Stored data:
Segment Open

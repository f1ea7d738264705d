//! # raster: image to bit-plane pipeline
//!
//! Stages between a decoded RGB image and the bytes a panel accepts:
//!
//! ```text
//! Raster ──► Quantizer ──► encode() ──► EncodedImage
//!            (palette +    (1 or 2        (planes in
//!             dithering)    bit-planes)    transfer order)
//! ```
//!
//! ## Sub-modules
//!
//! | Module     | Purpose                                        |
//! |----------- |------------------------------------------------|
//! | `frame`    | Owned tightly packed RGB8 image                |
//! | `palette`  | Fixed palettes and nearest-color lookup        |
//! | `dither`   | Diffusion kernels, Bayer matrix, mode selection|
//! | `quantize` | In-place quantization, sequential or parallel  |
//! | `bitplane` | 1-bit plane packing and color classification   |

pub mod bitplane;
pub mod dither;
pub mod frame;
pub mod palette;
pub mod quantize;

// ── Re-exports ───────────────────────────────────────────────────

pub use bitplane::{
    BitPlane, ColorMode, EncodedImage, PixelClass, Plane, PlaneTag, classify, encode,
    encode_mono, encode_tricolor,
};
pub use dither::{
    ATKINSON, BAYER_8X8, DEFAULT_BAYER_AMPLITUDE, DiffusionKernel, DitherMode, FLOYD_STEINBERG,
    JARVIS_JUDICE_NINKE, STUCKI, bayer_offset,
};
pub use frame::Raster;
pub use palette::{Palette, Rgb};
pub use quantize::Quantizer;
//! Device session lifecycle: handshake, negotiation and the transfer
//! drive.
//!
//! A session is one-shot. It owns the link, walks the phase machine
//! below, and always releases the link on the way out, whether or not
//! the transfer succeeded.

use std::time::Duration;

use tokio::sync::mpsc;
use tokio::time::{Instant, sleep, timeout_at};
use tracing::{debug, info, warn};

use crate::command::Command;
use crate::config::{EpdConfig, Resolution, resolve_resolution};
use crate::error::InkError;
use crate::link::EpdLink;
use crate::notify::{NotificationDispatcher, NotificationEvent};
use crate::raster::EncodedImage;
use crate::transfer::{ChunkTransmitter, FlowControl};

// ── Constants ────────────────────────────────────────────────────

/// Deadline for the config + transfer-unit notification pair.
pub const NEGOTIATION_TIMEOUT: Duration = Duration::from_secs(10);

/// Settle delay after a CLEAR command.
pub const CLEAR_SETTLE: Duration = Duration::from_secs(2);

/// Settle delay after a REFRESH command.
pub const REFRESH_SETTLE: Duration = Duration::from_secs(5);

// ── SessionPhase ─────────────────────────────────────────────────

/// The current phase of an EPD session.
///
/// ```text
///  Disconnected ──► Connecting ──► Negotiating ──► Ready
///       ▲                                            │
///       │                                            ▼
///       └──── Refreshing ◄──── Transferring ◄────────┘
/// ```
#[derive(Debug, Clone, Copy, PartialEq, Eq, Default)]
pub enum SessionPhase {
    /// No active connection. Initial / terminal state.
    #[default]
    Disconnected,

    /// Link connection initiated but not yet established.
    Connecting,

    /// Link is up and subscribed; waiting for config and transfer unit.
    Negotiating,

    /// Negotiation complete; resolution and transfer unit are fixed.
    Ready,

    /// Image planes are being chunked across the link.
    Transferring,

    /// REFRESH issued; panel is flushing its RAM to the display.
    Refreshing,
}

impl std::fmt::Display for SessionPhase {
    fn fmt(&self, f: &mut std::fmt::Formatter<'_>) -> std::fmt::Result {
        match self {
            Self::Disconnected => write!(f, "Disconnected"),
            Self::Connecting => write!(f, "Connecting"),
            Self::Negotiating => write!(f, "Negotiating"),
            Self::Ready => write!(f, "Ready"),
            Self::Transferring => write!(f, "Transferring"),
            Self::Refreshing => write!(f, "Refreshing"),
        }
    }
}

impl SessionPhase {
    pub fn is_disconnected(&self) -> bool {
        matches!(self, Self::Disconnected)
    }

    // ── Transitions ──────────────────────────────────────────────

    /// Valid from: `Disconnected`.
    pub fn begin_connect(&mut self) -> Result<(), InkError> {
        match self {
            Self::Disconnected => {
                *self = Self::Connecting;
                Ok(())
            }
            _ => Err(InkError::PhaseViolation(
                "cannot connect: not in Disconnected phase",
            )),
        }
    }

    /// Valid from: `Connecting`.
    pub fn begin_negotiation(&mut self) -> Result<(), InkError> {
        match self {
            Self::Connecting => {
                *self = Self::Negotiating;
                Ok(())
            }
            _ => Err(InkError::PhaseViolation(
                "cannot negotiate: not in Connecting phase",
            )),
        }
    }

    /// Valid from: `Negotiating`.
    pub fn complete_negotiation(&mut self) -> Result<(), InkError> {
        match self {
            Self::Negotiating => {
                *self = Self::Ready;
                Ok(())
            }
            _ => Err(InkError::PhaseViolation(
                "cannot complete negotiation: not in Negotiating phase",
            )),
        }
    }

    /// Valid from: `Ready`.
    pub fn begin_transfer(&mut self) -> Result<(), InkError> {
        match self {
            Self::Ready => {
                *self = Self::Transferring;
                Ok(())
            }
            _ => Err(InkError::PhaseViolation(
                "cannot transfer: not in Ready phase",
            )),
        }
    }

    /// Valid from: `Transferring`.
    pub fn begin_refresh(&mut self) -> Result<(), InkError> {
        match self {
            Self::Transferring => {
                *self = Self::Refreshing;
                Ok(())
            }
            _ => Err(InkError::PhaseViolation(
                "cannot refresh: not in Transferring phase",
            )),
        }
    }

    /// Valid from: `Refreshing`.
    pub fn finish(&mut self) -> Result<(), InkError> {
        match self {
            Self::Refreshing => {
                *self = Self::Disconnected;
                Ok(())
            }
            _ => Err(InkError::PhaseViolation(
                "cannot finish: not in Refreshing phase",
            )),
        }
    }

    /// Force-reset to `Disconnected` regardless of current phase.
    /// Teardown uses this so it can run from anywhere.
    pub fn force_disconnect(&mut self) {
        *self = Self::Disconnected;
    }
}

// ── SessionConfig ────────────────────────────────────────────────

/// Configuration for [`DeviceSession`].
#[derive(Debug, Clone, Copy)]
pub struct SessionConfig {
    /// Explicit panel width, the fallback when the device does not
    /// resolve one. Only honored together with `height`.
    pub width: Option<u32>,
    /// Explicit panel height. Only honored together with `width`.
    pub height: Option<u32>,
    /// Send CLEAR and wait [`CLEAR_SETTLE`] before transferring.
    pub clear: bool,
    /// Deadline for the notification pair during negotiation.
    pub negotiation_timeout: Duration,
    /// Chunk acknowledgment policy.
    pub flow: FlowControl,
}

impl Default for SessionConfig {
    fn default() -> Self {
        Self {
            width: None,
            height: None,
            clear: false,
            negotiation_timeout: NEGOTIATION_TIMEOUT,
            flow: FlowControl::default(),
        }
    }
}

// ── Negotiated ───────────────────────────────────────────────────

/// What negotiation produced.
#[derive(Debug, Clone, Copy)]
pub struct Negotiated {
    /// The device config record, when one was received and parsed.
    pub config: Option<EpdConfig>,
    /// Final panel resolution after the fallback policy.
    pub resolution: Resolution,
    /// Bytes per link write, device-reported or link fallback.
    pub transfer_unit: usize,
}

// ── SessionSummary ───────────────────────────────────────────────

/// Counters for one completed session.
#[derive(Debug, Clone, Copy)]
pub struct SessionSummary {
    pub resolution: Resolution,
    pub transfer_unit: usize,
    pub planes: usize,
    pub chunks: usize,
    pub acked: usize,
    pub bytes: usize,
}

// ── DeviceSession ────────────────────────────────────────────────

/// Owns the link and drives one full
/// connect → negotiate → transfer → refresh → disconnect pass.
pub struct DeviceSession<L: EpdLink> {
    link: L,
    config: SessionConfig,
    phase: SessionPhase,
}

impl<L: EpdLink> DeviceSession<L> {
    pub fn new(link: L) -> Self {
        Self::with_config(link, SessionConfig::default())
    }

    pub fn with_config(link: L, config: SessionConfig) -> Self {
        Self {
            link,
            config,
            phase: SessionPhase::default(),
        }
    }

    pub fn phase(&self) -> SessionPhase {
        self.phase
    }

    /// Runs the whole session. `render` is called exactly once, with
    /// the negotiated resolution, and must produce the encoded planes.
    ///
    /// The link is released unconditionally; a teardown failure never
    /// masks the error that preceded it.
    pub async fn run<F>(mut self, render: F) -> Result<SessionSummary, InkError>
    where
        F: FnOnce(Resolution) -> Result<EncodedImage, InkError>,
    {
        let outcome = self.drive(render).await;
        let teardown = self.teardown().await;
        match outcome {
            Ok(summary) => {
                teardown?;
                Ok(summary)
            }
            Err(e) => {
                if let Err(td) = teardown {
                    warn!(error = %td, "teardown failed after session error");
                }
                Err(e)
            }
        }
    }

    async fn drive<F>(&mut self, render: F) -> Result<SessionSummary, InkError>
    where
        F: FnOnce(Resolution) -> Result<EncodedImage, InkError>,
    {
        self.phase.begin_connect()?;
        info!("connecting");
        self.link.connect().await?;

        // Subscribe before INIT so the config notification cannot be
        // missed.
        let mut notifications = self.link.subscribe().await?;
        self.phase.begin_negotiation()?;
        let negotiated = self.negotiate(&mut notifications).await?;
        self.phase.complete_negotiation()?;
        info!(
            resolution = %negotiated.resolution,
            transfer_unit = negotiated.transfer_unit,
            "session ready"
        );

        self.phase.begin_transfer()?;
        if self.config.clear {
            info!("clearing panel");
            self.send_command(&Command::clear()).await?;
            sleep(CLEAR_SETTLE).await;
        }

        let image = render(negotiated.resolution)?;
        let mut summary = SessionSummary {
            resolution: negotiated.resolution,
            transfer_unit: negotiated.transfer_unit,
            planes: 0,
            chunks: 0,
            acked: 0,
            bytes: 0,
        };

        let transmitter = ChunkTransmitter::new(&self.link, self.config.flow);
        for plane in &image.planes {
            debug!(tag = ?plane.tag, bytes = plane.bits.len(), "transferring plane");
            let stats = transmitter
                .transmit(plane.bits.as_bytes(), negotiated.transfer_unit, plane.tag)
                .await?;
            summary.planes += 1;
            summary.chunks += stats.chunks;
            summary.acked += stats.acked;
            summary.bytes += stats.bytes;
        }

        self.phase.begin_refresh()?;
        info!("refreshing panel");
        self.send_command(&Command::refresh()).await?;
        sleep(REFRESH_SETTLE).await;
        self.phase.finish()?;
        Ok(summary)
    }

    /// Writes one command frame, acknowledged or not per its opcode.
    async fn send_command(&self, command: &Command) -> Result<(), InkError> {
        self.link
            .write_command(&command.encode(), command.opcode().requires_ack())
            .await
    }

    /// Sends INIT and consumes notifications until both the config
    /// slot and the transfer unit have arrived or the deadline lapses.
    /// A timeout falls back to documented defaults instead of failing;
    /// only an unresolvable panel size is fatal.
    async fn negotiate(
        &self,
        notifications: &mut mpsc::Receiver<Vec<u8>>,
    ) -> Result<Negotiated, InkError> {
        info!("requesting device config");
        self.send_command(&Command::init()).await?;

        let deadline = Instant::now() + self.config.negotiation_timeout;
        let mut dispatcher = NotificationDispatcher::new();
        let mut device_config: Option<EpdConfig> = None;
        let mut config_seen = false;
        let mut transfer_unit: Option<usize> = None;

        while !(config_seen && transfer_unit.is_some()) {
            let payload = match timeout_at(deadline, notifications.recv()).await {
                Ok(Some(payload)) => payload,
                Ok(None) => return Err(InkError::ChannelClosed),
                Err(_) => {
                    warn!(
                        timeout = ?self.config.negotiation_timeout,
                        "negotiation timed out, falling back to defaults"
                    );
                    break;
                }
            };
            match dispatcher.dispatch(&payload) {
                Some(NotificationEvent::Config(cfg)) => {
                    config_seen = true;
                    if let Some(c) = &cfg {
                        match c.resolution() {
                            Some(res) => info!(
                                model = format_args!("{:#04x}", c.model_id),
                                resolution = %res,
                                "device config received"
                            ),
                            None => warn!(
                                model = format_args!("{:#04x}", c.model_id),
                                "unknown panel model, resolution not set"
                            ),
                        }
                    }
                    device_config = cfg;
                }
                Some(NotificationEvent::TransferUnit(unit)) => {
                    debug!(unit, "device reported transfer unit");
                    transfer_unit = Some(unit);
                }
                None => {}
            }
        }

        let device_resolution = device_config.and_then(|c| c.resolution());
        let resolution =
            resolve_resolution(device_resolution, self.config.width, self.config.height)?;
        let transfer_unit = transfer_unit.unwrap_or_else(|| self.link.max_payload_size());

        Ok(Negotiated {
            config: device_config,
            resolution,
            transfer_unit,
        })
    }

    /// Releases the link. Runs from any phase; unsubscribe and
    /// disconnect are both always attempted.
    async fn teardown(&mut self) -> Result<(), InkError> {
        self.phase.force_disconnect();
        let unsubscribed = self.link.unsubscribe().await;
        let disconnected = self.link.disconnect().await;
        if unsubscribed.is_ok() && disconnected.is_ok() {
            info!("disconnected");
        }
        unsubscribed.and(disconnected)
    }
}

Segment Closed

**ASSIGNMENT:** Find the word "cannot" in the data and show each line that holds it.

**EXERCISE RESPONSE:**
                "cannot connect: not in Disconnected phase",
                "cannot negotiate: not in Connecting phase",
                "cannot complete negotiation: not in Negotiating phase",
                "cannot transfer: not in Ready phase",
                "cannot refresh: not in Transferring phase",
                "cannot finish: not in Refreshing phase",
        // Subscribe before INIT so the config notification cannot be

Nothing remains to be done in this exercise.